Las busetas de servicio público también contribuyen con su cuota en el caos, pues recogen a los pasajeros en cualquier lugar sin respetar los paraderos de los buses, aumentan y disminuyen la velocidad de acuerdo a la cantidad de pasajeros y al tiempo para llevar a cabo el recorrido, las personas que manejan bicicleta y buhoneros quienes manejan transporte de tracción de sus mercancías, son los campeones de la imprudencia.
Los primeros se creen dueños absolutos de la vía y los segundos se creen con el derecho de parquearse en cualquier lugar que se les antoje. Mención aparte tienen los taxistas, que además de ser poco amables con el usuario, se vuelan los semáforos, no hacen las escuadras, exceden la velocidad y ni que decir de los improvisados y constantes cierres de las arterias más importantes, en días hábiles por trabajos en las vías, donde luego dejan los escombros por meses.
Todos los anteriores males son producto de la falta de planeación y autoridad de la Alcaldía de Maracay. Como consecuencia del ineficiente transporte público, los ciudadanos se han visto abocados a comprar motos, algunos las usan para usufructuarse de ellas con el mototaxismo y otros para transportarse y otros han comprado vehículos, aprovechando el boom de ofertas y facilidades de crédito y plazos para adquirirlos, y todos ruedan sin Dios y sin ley en una ciudad que se quedó sin vías, no hay calles para tantos carros y motos, y las que se proyectan hacer se demoran y serán insuficientes.

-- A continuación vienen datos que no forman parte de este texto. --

use anyhow::Result;
use chrono::Utc;
use clap::Parser;
use openscrape_common::observability::{LogConfig, init_logging};
use openscrape_config::{
    CONFIG_FILE_NAME, ClassRemoval, OpenscrapeConfig, OpenscrapeConfigLoader, user_config_path,
};
use openscrape_drivers::openscrape_browser::driver::DriverOptions;
use openscrape_web::browser::FantocciniCapturer;
use openscrape_web::{ExtractionConfig, RemoveClassNames, ScrapeOptions, Scraper};
use std::path::Path;
use std::process::ExitCode;
use tracing::{error, info};

mod cli;
mod output;

use cli::{Cli, Commands, ScrapeArgs};

#[tokio::main]
async fn main() -> ExitCode {
    let cli = Cli::parse();
    match run(cli).await {
        Ok(()) => ExitCode::SUCCESS,
        Err(e) => {
            error!(target: "app", error = %format!("{e:#}"), "command failed");
            eprintln!("Error: {e:#}");
            ExitCode::FAILURE
        }
    }
}

async fn run(cli: Cli) -> Result<()> {
    match cli.command {
        Commands::Scrape(args) => {
            let config = load_config(args.config.as_deref())?;
            init_logging(log_config(&config))?;
            scrape(args, config).await
        }
    }
}

/// An explicit `--config` must exist; otherwise the user config and then
/// `./openscrape.yaml` are merged when present.
fn load_config(explicit: Option<&Path>) -> Result<OpenscrapeConfig> {
    let loader = match explicit {
        Some(path) => OpenscrapeConfigLoader::new().with_file(path),
        None => {
            let mut loader = OpenscrapeConfigLoader::new();
            if let Some(user) = user_config_path() {
                loader = loader.with_optional_file(user);
            }
            loader.with_optional_file(CONFIG_FILE_NAME)
        }
    };
    Ok(loader.load()?)
}

fn log_config(config: &OpenscrapeConfig) -> LogConfig {
    LogConfig {
        log_dir: config.log.dir.clone(),
        emit_stderr: config.log.stderr,
        format: config.log.format,
        level: config.log.level,
        ..LogConfig::default()
    }
}

fn driver_options(config: &OpenscrapeConfig) -> DriverOptions {
    let browser = &config.browser;
    DriverOptions {
        webdriver_url: browser.webdriver_url.clone(),
        headless: browser.headless,
        user_agent: browser.user_agent.clone(),
        window_size: (browser.window_width, browser.window_height),
        wait_timeout: browser.page_timeout(),
    }
}

fn class_policy(removal: ClassRemoval) -> RemoveClassNames {
    match removal {
        ClassRemoval::All => RemoveClassNames::AllClasses,
        ClassRemoval::None => RemoveClassNames::NoClasses,
        ClassRemoval::Specific(names) => RemoveClassNames::specific(names),
    }
}

fn scrape_options(args: &ScrapeArgs, config: &OpenscrapeConfig) -> ScrapeOptions {
    let removal = args
        .remove_classes
        .clone()
        .unwrap_or_else(|| config.extraction.remove_class_names.clone());
    ScrapeOptions {
        url: args.url.clone(),
        wait_for_selector: args.wait_for.clone(),
        screenshot: args.screenshot,
        extract_text: args.text,
        extract_links: args.links,
        extract_images: args.images,
        extraction: ExtractionConfig {
            remove_class_names: class_policy(removal),
        },
    }
}

async fn scrape(args: ScrapeArgs, config: OpenscrapeConfig) -> Result<()> {
    let options = scrape_options(&args, &config);
    let scraper = Scraper::new(FantocciniCapturer::new(driver_options(&config)))
        .with_page_timeout(config.browser.page_timeout());

    let mut result = scraper.scrape(&options).await?;

    if let Some(png) = result.screenshot_png.take() {
        let path = output::save_screenshot(
            &config.output.screenshot_dir,
            &png,
            Utc::now().timestamp_millis(),
        )?;
        result.screenshot_path = Some(path);
    }

    match &args.output {
        Some(path) => {
            output::save_results(&result, path)?;
            info!(target: "app", path = %path.display(), "results written");
            println!("Results saved to {}", path.display());
        }
        None => println!("{}", output::render_json(&result)?),
    }
    Ok(())
}
//! Fetch-side core of openscrape.
//!
//! - [`admission`]: SSRF admission gate, consulted before any fetch
//! - [`snapshot`]: owned, cloneable model of a loaded page
//! - [`extract`]: sanitization pipeline (noise removal, attribute scrubbing)
//! - [`normalize`]: whitespace compaction of the serialized result
//! - [`browser`]: page-capture trait and its fantoccini-backed implementation
//! - [`scrape`]: the request pipeline tying the above together
//!
//! The gate never sees page content and the pipeline never sees the URL, so
//! each can be tested on its own.

pub mod admission;
pub mod browser;
pub mod extract;
pub mod normalize;
pub mod scrape;
pub mod snapshot;

pub use admission::{AdmissionVerdict, DenialReason, assess};
pub use extract::{CleanedDocument, ExtractError, ExtractionConfig, RemoveClassNames, extract_text};
pub use scrape::{ScrapeError, ScrapeOptions, ScrapeResult, Scraper};
pub use snapshot::DocumentSnapshot;
//! Common types and utilities shared across Openscrape crates.
//!
//! This crate holds the pieces every binary and library in the workspace
//! needs without pulling in the browser or HTML stack:
//!
//! - [`observability`]: Centralised tracing/logging initialisation
//! - [`LogLevel`]: Operator-facing verbosity, as configured in `openscrape.yaml`
//!
//! # Examples
//!
//! ```rust
//! use openscrape_common::LogLevel;
//!
//! let level: LogLevel = "warn".parse().unwrap();
//! assert_eq!(level.as_filter(), "warn");
//! ```
use serde::{Deserialize, Serialize};
use std::fmt;
use std::str::FromStr;

pub mod observability;

/// Verbosity threshold for log output.
#[derive(Debug, Clone, Copy, Default, PartialEq, Eq, Serialize, Deserialize)]
#[serde(rename_all = "lowercase")]
pub enum LogLevel {
    Debug,
    #[default]
    Info,
    Warn,
    Error,
}

impl LogLevel {
    /// Directive understood by `tracing_subscriber::EnvFilter`.
    pub fn as_filter(self) -> &'static str {
        match self {
            LogLevel::Debug => "debug",
            LogLevel::Info => "info",
            LogLevel::Warn => "warn",
            LogLevel::Error => "error",
        }
    }
}

impl fmt::Display for LogLevel {
    fn fmt(&self, f: &mut fmt::Formatter<'_>) -> fmt::Result {
        f.write_str(self.as_filter())
    }
}

/// Returned when a string names no known [`LogLevel`].
#[derive(Debug, Clone, PartialEq, Eq)]
pub struct UnknownLogLevel(pub String);

impl fmt::Display for UnknownLogLevel {
    fn fmt(&self, f: &mut fmt::Formatter<'_>) -> fmt::Result {
        write!(
            f,
            "unknown log level `{}` (expected debug, info, warn or error)",
            self.0
        )
    }
}

impl std::error::Error for UnknownLogLevel {}

impl FromStr for LogLevel {
    type Err = UnknownLogLevel;

    fn from_str(s: &str) -> Result<Self, Self::Err> {
        match s.trim().to_ascii_lowercase().as_str() {
            "debug" => Ok(LogLevel::Debug),
            "info" => Ok(LogLevel::Info),
            "warn" | "warning" => Ok(LogLevel::Warn),
            "error" => Ok(LogLevel::Error),
            _ => Err(UnknownLogLevel(s.to_string())),
        }
    }
}
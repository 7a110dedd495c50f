use anyhow::{Context, Result};
use openscrape_drivers::openscrape_browser::driver::{DriverOptions, OpenscrapeDriver};
use openscrape_drivers::openscrape_browser::page::OpenscrapePage;
use tracing::{debug, warn};
use url::Url;

/// What the page driver should collect while the page is open.
#[derive(Debug, Clone)]
pub struct CaptureRequest {
    pub url: Url,
    pub wait_for_selector: Option<String>,
    pub screenshot: bool,
    pub links: bool,
    pub images: bool,
}

/// A fully loaded page as handed over by the driver.
#[derive(Debug, Clone, Default)]
pub struct PageCapture {
    /// Where the browser ended up after redirects, when known.
    pub url: Option<Url>,
    pub html: String,
    /// Raw anchor hrefs, unfiltered.
    pub links: Vec<String>,
    /// Raw image srcs, unfiltered.
    pub images: Vec<String>,
    pub screenshot_png: Option<Vec<u8>>,
}

#[async_trait::async_trait]
pub trait PageCapturer: Send + Sync {
    async fn capture(&self, request: &CaptureRequest) -> Result<PageCapture>;
}

/// Concrete capturer backed by the fantoccini driver. Opens one browser
/// session per capture.
pub struct FantocciniCapturer {
    options: DriverOptions,
}

impl FantocciniCapturer {
    pub fn new(options: DriverOptions) -> Self {
        Self { options }
    }
}

#[async_trait::async_trait]
impl PageCapturer for FantocciniCapturer {
    async fn capture(&self, request: &CaptureRequest) -> Result<PageCapture> {
        let mut driver = OpenscrapeDriver::new(self.options.clone()).await?;
        let result = match driver.goto(request.url.as_str()).await {
            Ok(page) => read_page(&page, request).await,
            Err(e) => Err(e),
        };
        // Always attempt to close the driver before returning
        if let Err(e) = driver.close().await {
            warn!(target: "browser.capture", error = %e, "failed to close browser session");
        }
        result
    }
}

async fn read_page(page: &OpenscrapePage, request: &CaptureRequest) -> Result<PageCapture> {
    if let Some(selector) = &request.wait_for_selector {
        page.wait_for_selector(selector).await?;
    }

    let screenshot_png = if request.screenshot {
        Some(page.screenshot().await?)
    } else {
        None
    };

    let html = page.get_content().await?;
    let links = if request.links {
        page.collect_links().await?
    } else {
        Vec::new()
    };
    let images = if request.images {
        page.collect_images().await?
    } else {
        Vec::new()
    };
    let landed = page.get_url().await?;
    let url = Url::parse(&landed)
        .with_context(|| format!("browser reported an unparsable page url: {landed}"))?;

    debug!(
        target: "browser.capture",
        html_len = html.len(),
        links = links.len(),
        images = images.len(),
        "page captured"
    );
    Ok(PageCapture {
        url: Some(url),
        html,
        links,
        images,
        screenshot_png,
    })
}

/// Drop empty and `javascript:` hrefs.
pub fn filter_links(links: Vec<String>) -> Vec<String> {
    links
        .into_iter()
        .filter(|href| {
            let trimmed = href.trim();
            !trimmed.is_empty()
                && !trimmed
                    .get(..11)
                    .is_some_and(|prefix| prefix.eq_ignore_ascii_case("javascript:"))
        })
        .collect()
}

/// Drop empty image sources.
pub fn filter_images(images: Vec<String>) -> Vec<String> {
    images
        .into_iter()
        .filter(|src| !src.trim().is_empty())
        .collect()
}
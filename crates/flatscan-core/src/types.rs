// SPDX-License-Identifier: PMPL-1.0-or-later
// Copyright (c) 2026 Jonathan D.A. Jewell (hyperpolymath) <jonathan.jewell@open.ac.uk>
//
// Core geometric types for Flatscan.

use serde::{Deserialize, Serialize};

/// A 2D point in image pixel coordinates.
#[derive(Debug, Clone, Copy, PartialEq, Default, Serialize, Deserialize)]
pub struct Point {
    pub x: f32,
    pub y: f32,
}

impl Point {
    pub const fn new(x: f32, y: f32) -> Self {
        Self { x, y }
    }

    /// Euclidean distance to `other`.
    pub fn distance(&self, other: &Point) -> f32 {
        let dx = (self.x - other.x) as f64;
        let dy = (self.y - other.y) as f64;
        (dx * dx + dy * dy).sqrt() as f32
    }
}

impl From<(f32, f32)> for Point {
    fn from((x, y): (f32, f32)) -> Self {
        Self { x, y }
    }
}

impl From<Point> for (f32, f32) {
    fn from(p: Point) -> Self {
        (p.x, p.y)
    }
}

/// Four vertices of a document outline, in no particular order.
///
/// Vertices produced by the locator follow the contour's cyclic order, which
/// may run either clockwise or counter-clockwise from any starting corner.
#[derive(Debug, Clone, Copy, PartialEq, Serialize, Deserialize)]
pub struct Quadrilateral {
    pub points: [Point; 4],
}

impl Quadrilateral {
    pub fn new(points: [Point; 4]) -> Self {
        Self { points }
    }

    /// The rectangle spanning a whole `width` x `height` image.
    pub fn full_frame(width: u32, height: u32) -> Self {
        let right = width.saturating_sub(1) as f32;
        let bottom = height.saturating_sub(1) as f32;
        Self::new([
            Point::new(0.0, 0.0),
            Point::new(right, 0.0),
            Point::new(right, bottom),
            Point::new(0.0, bottom),
        ])
    }

    /// Divide every coordinate by `scale`.
    pub fn unscaled(&self, scale: f64) -> Self {
        let map = |p: Point| Point::new((p.x as f64 / scale) as f32, (p.y as f64 / scale) as f32);
        Self::new(self.points.map(map))
    }

    /// Multiply every coordinate by `scale`.
    pub fn scaled(&self, scale: f64) -> Self {
        self.unscaled(1.0 / scale)
    }

    /// Enclosed area via the shoelace formula.
    pub fn area(&self) -> f64 {
        let p = &self.points;
        let mut twice = 0.0f64;
        for i in 0..4 {
            let j = (i + 1) % 4;
            twice += p[i].x as f64 * p[j].y as f64 - p[j].x as f64 * p[i].y as f64;
        }
        twice.abs() / 2.0
    }

    /// True when no two non-adjacent edges cross.
    pub fn is_simple(&self) -> bool {
        let p = &self.points;
        !segments_intersect(p[0], p[1], p[2], p[3]) && !segments_intersect(p[1], p[2], p[3], p[0])
    }
}

fn orientation(a: Point, b: Point, c: Point) -> f64 {
    (b.x as f64 - a.x as f64) * (c.y as f64 - a.y as f64)
        - (b.y as f64 - a.y as f64) * (c.x as f64 - a.x as f64)
}

/// Proper crossing test; touching endpoints do not count.
fn segments_intersect(a: Point, b: Point, c: Point, d: Point) -> bool {
    let d1 = orientation(c, d, a);
    let d2 = orientation(c, d, b);
    let d3 = orientation(a, b, c);
    let d4 = orientation(a, b, d);
    d1 * d2 < 0.0 && d3 * d4 < 0.0
}

/// A quadrilateral in canonical corner order.
#[derive(Debug, Clone, Copy, PartialEq, Serialize, Deserialize)]
pub struct OrderedQuad {
    pub top_left: Point,
    pub top_right: Point,
    pub bottom_left: Point,
    pub bottom_right: Point,
}

impl OrderedQuad {
    /// Corners as `[top_left, top_right, bottom_left, bottom_right]`.
    pub fn to_array(&self) -> [Point; 4] {
        [
            self.top_left,
            self.top_right,
            self.bottom_left,
            self.bottom_right,
        ]
    }

    /// Back to a cyclic (clockwise) polygon.
    pub fn to_quadrilateral(&self) -> Quadrilateral {
        Quadrilateral::new([
            self.top_left,
            self.top_right,
            self.bottom_right,
            self.bottom_left,
        ])
    }

    /// Longer of the two horizontal edges.
    pub fn max_width(&self) -> f32 {
        self.top_left
            .distance(&self.top_right)
            .max(self.bottom_left.distance(&self.bottom_right))
    }

    /// Longer of the two vertical edges.
    pub fn max_height(&self) -> f32 {
        self.top_left
            .distance(&self.bottom_left)
            .max(self.top_right.distance(&self.bottom_right))
    }
}

#[cfg(test)]
mod tests {
    use super::*;

    #[test]
    fn full_frame_spans_last_pixel() {
        let quad = Quadrilateral::full_frame(640, 480);
        assert_eq!(quad.points[2], Point::new(639.0, 479.0));
        assert!((quad.area() - 639.0 * 479.0).abs() < 1e-6);
    }

    #[test]
    fn unscale_divides_coordinates() {
        let quad = Quadrilateral::full_frame(101, 51).unscaled(0.5);
        assert_eq!(quad.points[2], Point::new(200.0, 100.0));
    }

    #[test]
    fn bow_tie_is_not_simple() {
        let bow_tie = Quadrilateral::new([
            Point::new(0.0, 0.0),
            Point::new(10.0, 10.0),
            Point::new(10.0, 0.0),
            Point::new(0.0, 10.0),
        ]);
        assert!(!bow_tie.is_simple());
        assert!(Quadrilateral::full_frame(10, 10).is_simple());
    }

    #[test]
    fn ordered_edges() {
        let ordered = OrderedQuad {
            top_left: Point::new(0.0, 0.0),
            top_right: Point::new(30.0, 0.0),
            bottom_left: Point::new(0.0, 40.0),
            bottom_right: Point::new(30.0, 50.0),
        };
        assert!((ordered.max_width() - 1000f32.sqrt()).abs() < 1e-4);
        assert!((ordered.max_height() - 50.0).abs() < 1e-4);
        assert!(ordered.to_quadrilateral().is_simple());
    }
}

Pero quizás la peor parte de este problema de movilidad, radica en la ciudadanía, no tenemos educación, nos hace falta cultura ciudadana, mientras no tengamos conciencia que el respetar las normas de tránsito son para preservar nuestras vidas continuaremos en este caos.
Para la muestra un botón, trate de movilizarse por las calles céntricas de la ciudad y verá, que las calles y el espacio público, por donde deberían transitar libremente peatones y vehículos, se encuentran completamente invadidas por los trabajadores informales con de ventas de todo tipo y encontramos vehículos parqueados en los andenes ó sitios prohibidos, ó conductores conversando desde los vehículos en medio de la calle, obstaculizando el paso.
Es imperioso y urgente que se tomen las medidas necesarias por parte de la administración municipal a través de sus Secretarías de Tránsito, Obras y Planeación, para hacerle frente a este problema que desbordó las proporciones y la capacidad de reacción y acción de las autoridades, poniendo de manifiesto una vez más nuestro poco sentido de pertenencia con la ciudad y el desacato intencional y descarado de las normas de tránsito.